From the entries that follow, copy every line with the word "become".

▶ **SUPPLIED MATERIAL**:
◇ ◇ ◇ ◇
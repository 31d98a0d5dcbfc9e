//! Optical character recognition of preprocessed page bitmaps.
//!
//! ## Why one engine per batch?
//!
//! Creating a Tesseract instance loads the language model from disk, which
//! costs far more than recognising a single form page. [`OcrEngine`] is a
//! cheap, cloneable handle around one lazily-created [`Recognizer`]: the
//! first call that actually needs OCR creates it, every later call (for any
//! page of any document that holds a clone) reuses it. Pages with a usable
//! text layer never trigger creation at all.
//!
//! ## Why a Mutex?
//!
//! A Tesseract handle is stateful (`set_image` → `recognize` → `get_text`)
//! and not re-entrant. Recognition runs in `spawn_blocking`, and the mutex
//! serialises pages that might otherwise share the handle concurrently.
//!
//! The recogniser is a trait so tests can count initialisations and calls
//! without a native OCR library installed.

use crate::config::OcrSettings;
use crate::error::OcrError;
use image::GrayImage;
use once_cell::sync::OnceCell;
use std::fmt;
use std::sync::{Arc, Mutex};
use tracing::{debug, info};

/// Turns one grayscale bitmap into text.
pub trait Recognizer: Send {
    fn recognize(&mut self, image: &GrayImage) -> Result<String, OcrError>;
}

type Factory = dyn Fn(&OcrSettings) -> Result<Box<dyn Recognizer>, OcrError> + Send + Sync;

/// Shared, lazily-initialised recognition engine.
#[derive(Clone)]
pub struct OcrEngine {
    settings: OcrSettings,
    factory: Arc<Factory>,
    instance: Arc<OnceCell<Mutex<Box<dyn Recognizer>>>>,
}

impl fmt::Debug for OcrEngine {
    fn fmt(&self, f: &mut fmt::Formatter<'_>) -> fmt::Result {
        f.debug_struct("OcrEngine")
            .field("settings", &self.settings)
            .field("initialised", &self.is_initialised())
            .finish()
    }
}

impl OcrEngine {
    /// Engine whose recogniser is created by `factory` on first use.
    pub fn with_factory<F>(settings: OcrSettings, factory: F) -> Self
    where
        F: Fn(&OcrSettings) -> Result<Box<dyn Recognizer>, OcrError> + Send + Sync + 'static,
    {
        Self {
            settings,
            factory: Arc::new(factory),
            instance: Arc::new(OnceCell::new()),
        }
    }

    /// Tesseract-backed engine (LSTM only, single-block segmentation).
    #[cfg(feature = "tesseract")]
    pub fn tesseract(settings: OcrSettings) -> Self {
        Self::with_factory(settings, |s| {
            Ok(Box::new(TesseractRecognizer::new(s.clone())?) as Box<dyn Recognizer>)
        })
    }

    /// The best engine compiled into this build.
    ///
    /// Without the `tesseract` feature every recognition fails with
    /// [`OcrError::Unavailable`], so image-only pages yield empty records.
    pub fn from_settings(settings: OcrSettings) -> Self {
        #[cfg(feature = "tesseract")]
        {
            Self::tesseract(settings)
        }
        #[cfg(not(feature = "tesseract"))]
        {
            Self::unavailable(settings)
        }
    }

    /// Engine that never recognises anything.
    pub fn unavailable(settings: OcrSettings) -> Self {
        Self::with_factory(settings, |_| Err(OcrError::Unavailable))
    }

    pub fn settings(&self) -> &OcrSettings {
        &self.settings
    }

    /// Whether the underlying recogniser has been created yet.
    pub fn is_initialised(&self) -> bool {
        self.instance.get().is_some()
    }

    /// Recognise one bitmap on the blocking pool.
    ///
    /// A failed initialisation is not cached: the next call retries, so a
    /// transient failure (e.g. tessdata on a slow mount) does not disable
    /// OCR for the rest of the batch.
    pub async fn recognize(&self, image: GrayImage) -> Result<String, OcrError> {
        let engine = self.clone();
        tokio::task::spawn_blocking(move || engine.recognize_blocking(&image))
            .await
            .map_err(|e| OcrError::RecognitionFailed(format!("OCR task panicked: {}", e)))?
    }

    fn recognize_blocking(&self, image: &GrayImage) -> Result<String, OcrError> {
        let cell = self.instance.get_or_try_init(|| {
            info!(
                "Initialising OCR engine (language: {})",
                self.settings.language
            );
            (self.factory)(&self.settings).map(Mutex::new)
        })?;

        let mut recognizer = cell
            .lock()
            .map_err(|_| OcrError::RecognitionFailed("OCR engine lock poisoned".into()))?;

        let text = recognizer.recognize(image)?;
        debug!(
            "Recognised {}x{} bitmap → {} chars",
            image.width(),
            image.height(),
            text.len()
        );
        Ok(text)
    }
}

// ── Tesseract ────────────────────────────────────────────────────────────────

#[cfg(feature = "tesseract")]
pub use self::tess::TesseractRecognizer;

#[cfg(feature = "tesseract")]
mod tess {
    use super::Recognizer;
    use crate::config::OcrSettings;
    use crate::error::OcrError;
    use image::{GrayImage, ImageFormat};
    use std::io::Cursor;
    use tesseract::{OcrEngineMode, PageSegMode, Tesseract};

    /// A configured Tesseract handle.
    ///
    /// The `tesseract` crate's builder methods consume `self`; a failure part
    /// way through a recognition therefore drops the handle, and it is
    /// rebuilt from `settings` on the next page.
    pub struct TesseractRecognizer {
        settings: OcrSettings,
        handle: Option<Tesseract>,
    }

    impl TesseractRecognizer {
        pub fn new(settings: OcrSettings) -> Result<Self, OcrError> {
            let handle = Some(build(&settings)?);
            Ok(Self { settings, handle })
        }
    }

    fn build(settings: &OcrSettings) -> Result<Tesseract, OcrError> {
        let init = |e: &dyn std::fmt::Display| OcrError::InitFailed(e.to_string());

        let mut tess = Tesseract::new_with_oem(
            settings.datapath.as_deref(),
            Some(settings.language.as_str()),
            OcrEngineMode::LstmOnly,
        )
        .map_err(|e| init(&e))?;

        if !settings.char_blacklist.is_empty() {
            tess = tess
                .set_variable("tessedit_char_blacklist", &settings.char_blacklist)
                .map_err(|e| init(&e))?;
        }
        let preserve = if settings.preserve_interword_spaces { "1" } else { "0" };
        tess = tess
            .set_variable("preserve_interword_spaces", preserve)
            .map_err(|e| init(&e))?;

        tess.set_page_seg_mode(PageSegMode::PsmSingleBlock);
        Ok(tess)
    }

    impl Recognizer for TesseractRecognizer {
        fn recognize(&mut self, image: &GrayImage) -> Result<String, OcrError> {
            let mut png = Vec::new();
            image
                .write_to(&mut Cursor::new(&mut png), ImageFormat::Png)
                .map_err(|e| OcrError::Encode(e.to_string()))?;

            let tess = match self.handle.take() {
                Some(t) => t,
                None => build(&self.settings)?,
            };

            let mut tess = tess
                .set_image_from_mem(&png)
                .map_err(|e| OcrError::RecognitionFailed(e.to_string()))?
                .recognize()
                .map_err(|e| OcrError::RecognitionFailed(e.to_string()))?;

            let text = tess
                .get_text()
                .map_err(|e| OcrError::RecognitionFailed(e.to_string()))?;

            self.handle = Some(tess);
            Ok(text)
        }
    }
}
//! Configuration types for form extraction.
//!
//! All extraction behaviour is controlled through [`ExtractionConfig`], built
//! via its [`ExtractionConfigBuilder`]. One struct for every knob means a
//! batch run can be logged, cloned into blocking tasks, and compared against
//! another run without chasing settings through several call sites.

use crate::error::IntakeError;
use crate::progress::ProgressCallback;
use serde::{Deserialize, Serialize};
use std::fmt;

/// Configuration for text acquisition, field extraction and batch runs.
///
/// # Example
/// ```rust
/// use child_intake::ExtractionConfig;
///
/// let config = ExtractionConfig::builder()
///     .min_text_chars(40)
///     .render_scale(4.0)
///     .known_centres(["Purnea", "Gaya"])
///     .build()
///     .unwrap();
/// assert_eq!(config.known_centres.len(), 2);
/// ```
#[derive(Clone)]
pub struct ExtractionConfig {
    /// Minimum length (trimmed chars) of a page's text layer before it is
    /// trusted. Shorter pages are treated as scans and sent to OCR. Default: 40.
    ///
    /// Scanned forms often carry a few stray characters in their text layer
    /// (a page number, a producer watermark). 40 characters is well below one
    /// filled-in form line and well above that noise.
    pub min_text_chars: usize,

    /// Page render scale relative to 72 DPI. Range 1.0–8.0. Default: 4.0 (~288 DPI).
    pub render_scale: f32,

    /// Cap on either rendered dimension in pixels. Default: 6000.
    pub max_rendered_pixels: u32,

    /// Bitmap cleanup applied before recognition.
    pub preprocess: PreprocessSettings,

    /// Recognition engine settings.
    pub ocr: OcrSettings,

    /// PDF user password for encrypted documents.
    pub password: Option<String>,

    /// Facility names accepted as a last-resort `center` value when no
    /// labelled centre is found. Matches are flagged low-confidence.
    /// Default: empty (fallback disabled).
    pub known_centres: Vec<String>,

    /// Optional progress observer.
    pub progress_callback: Option<ProgressCallback>,
}

impl Default for ExtractionConfig {
    fn default() -> Self {
        Self {
            min_text_chars: 40,
            render_scale: 4.0,
            max_rendered_pixels: 6000,
            preprocess: PreprocessSettings::default(),
            ocr: OcrSettings::default(),
            password: None,
            known_centres: Vec::new(),
            progress_callback: None,
        }
    }
}

impl fmt::Debug for ExtractionConfig {
    fn fmt(&self, f: &mut fmt::Formatter<'_>) -> fmt::Result {
        f.debug_struct("ExtractionConfig")
            .field("min_text_chars", &self.min_text_chars)
            .field("render_scale", &self.render_scale)
            .field("max_rendered_pixels", &self.max_rendered_pixels)
            .field("preprocess", &self.preprocess)
            .field("ocr", &self.ocr)
            .field("password", &self.password.as_ref().map(|_| "<redacted>"))
            .field("known_centres", &self.known_centres)
            .field(
                "progress_callback",
                &self.progress_callback.as_ref().map(|_| "<dyn IntakeProgressCallback>"),
            )
            .finish()
    }
}

impl ExtractionConfig {
    /// Create a new builder for `ExtractionConfig`.
    pub fn builder() -> ExtractionConfigBuilder {
        ExtractionConfigBuilder {
            config: Self::default(),
        }
    }
}

/// Builder for [`ExtractionConfig`].
#[derive(Debug)]
pub struct ExtractionConfigBuilder {
    config: ExtractionConfig,
}

impl ExtractionConfigBuilder {
    pub fn min_text_chars(mut self, n: usize) -> Self {
        self.config.min_text_chars = n;
        self
    }

    pub fn render_scale(mut self, scale: f32) -> Self {
        self.config.render_scale = scale.clamp(1.0, 8.0);
        self
    }

    pub fn max_rendered_pixels(mut self, px: u32) -> Self {
        self.config.max_rendered_pixels = px.max(100);
        self
    }

    pub fn preprocess(mut self, settings: PreprocessSettings) -> Self {
        self.config.preprocess = settings;
        self
    }

    pub fn ocr_language(mut self, lang: impl Into<String>) -> Self {
        self.config.ocr.language = lang.into();
        self
    }

    pub fn tessdata_path(mut self, path: impl Into<String>) -> Self {
        self.config.ocr.datapath = Some(path.into());
        self
    }

    pub fn char_blacklist(mut self, chars: impl Into<String>) -> Self {
        self.config.ocr.char_blacklist = chars.into();
        self
    }

    pub fn password(mut self, pwd: impl Into<String>) -> Self {
        self.config.password = Some(pwd.into());
        self
    }

    pub fn known_centres<I, S>(mut self, names: I) -> Self
    where
        I: IntoIterator<Item = S>,
        S: Into<String>,
    {
        self.config.known_centres = names
            .into_iter()
            .map(Into::into)
            .filter(|s: &String| !s.trim().is_empty())
            .collect();
        self
    }

    pub fn progress_callback(mut self, cb: ProgressCallback) -> Self {
        self.config.progress_callback = Some(cb);
        self
    }

    /// Build the configuration, validating constraints.
    pub fn build(self) -> Result<ExtractionConfig, IntakeError> {
        let c = &self.config;
        if !(1.0..=8.0).contains(&c.render_scale) {
            return Err(IntakeError::InvalidConfig(format!(
                "render scale must be 1.0–8.0, got {}",
                c.render_scale
            )));
        }
        if c.preprocess.lower_threshold >= c.preprocess.upper_threshold {
            return Err(IntakeError::InvalidConfig(format!(
                "binarisation thresholds must satisfy lower < upper, got {} ≥ {}",
                c.preprocess.lower_threshold, c.preprocess.upper_threshold
            )));
        }
        if c.preprocess.contrast <= 0.0 {
            return Err(IntakeError::InvalidConfig(
                "contrast factor must be positive".into(),
            ));
        }
        if c.ocr.language.trim().is_empty() {
            return Err(IntakeError::InvalidConfig(
                "OCR language must not be empty".into(),
            ));
        }
        Ok(self.config)
    }
}

// ── Nested settings ──────────────────────────────────────────────────────

/// Deterministic bitmap cleanup applied before recognition.
///
/// Grayscale → contrast stretch around 128 → two-threshold binarisation:
/// pixels above `upper_threshold` become white, below `lower_threshold`
/// black, and the band in between keeps its stretched grey value.
#[derive(Debug, Clone, Copy, PartialEq, Serialize, Deserialize)]
pub struct PreprocessSettings {
    /// Contrast multiplier around mid-grey. Default: 1.2.
    pub contrast: f32,
    /// Values below this become black. Default: 60.
    pub lower_threshold: u8,
    /// Values above this become white. Default: 180.
    pub upper_threshold: u8,
}

impl Default for PreprocessSettings {
    fn default() -> Self {
        Self {
            contrast: 1.2,
            lower_threshold: 60,
            upper_threshold: 180,
        }
    }
}

/// Recognition engine settings.
///
/// The engine always runs LSTM-only with single-uniform-block segmentation;
/// the form is one dense block of labelled lines, and the legacy engine does
/// noticeably worse on the handwriting-adjacent print these forms use.
#[derive(Debug, Clone, PartialEq, Eq, Serialize, Deserialize)]
pub struct OcrSettings {
    /// Tesseract language code(s), e.g. `"eng"` or `"eng+hin"`. Default: `"eng"`.
    pub language: String,
    /// Directory holding `*.traineddata`. `None` uses the system default.
    pub datapath: Option<String>,
    /// Characters the engine must never emit. Default: `|{}[]<>`.
    pub char_blacklist: String,
    /// Keep runs of spaces between words. Default: true.
    pub preserve_interword_spaces: bool,
}

impl Default for OcrSettings {
    fn default() -> Self {
        Self {
            language: "eng".to_string(),
            datapath: None,
            char_blacklist: "|{}[]<>".to_string(),
            preserve_interword_spaces: true,
        }
    }
}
◇ ◇ ◇ ◇
▶ **ANSWER TO THIS EXERCISE**:
/// pixels above `upper_threshold` become white, below `lower_threshold`
    /// Values below this become black. Default: 60.
    /// Values above this become white. Default: 180.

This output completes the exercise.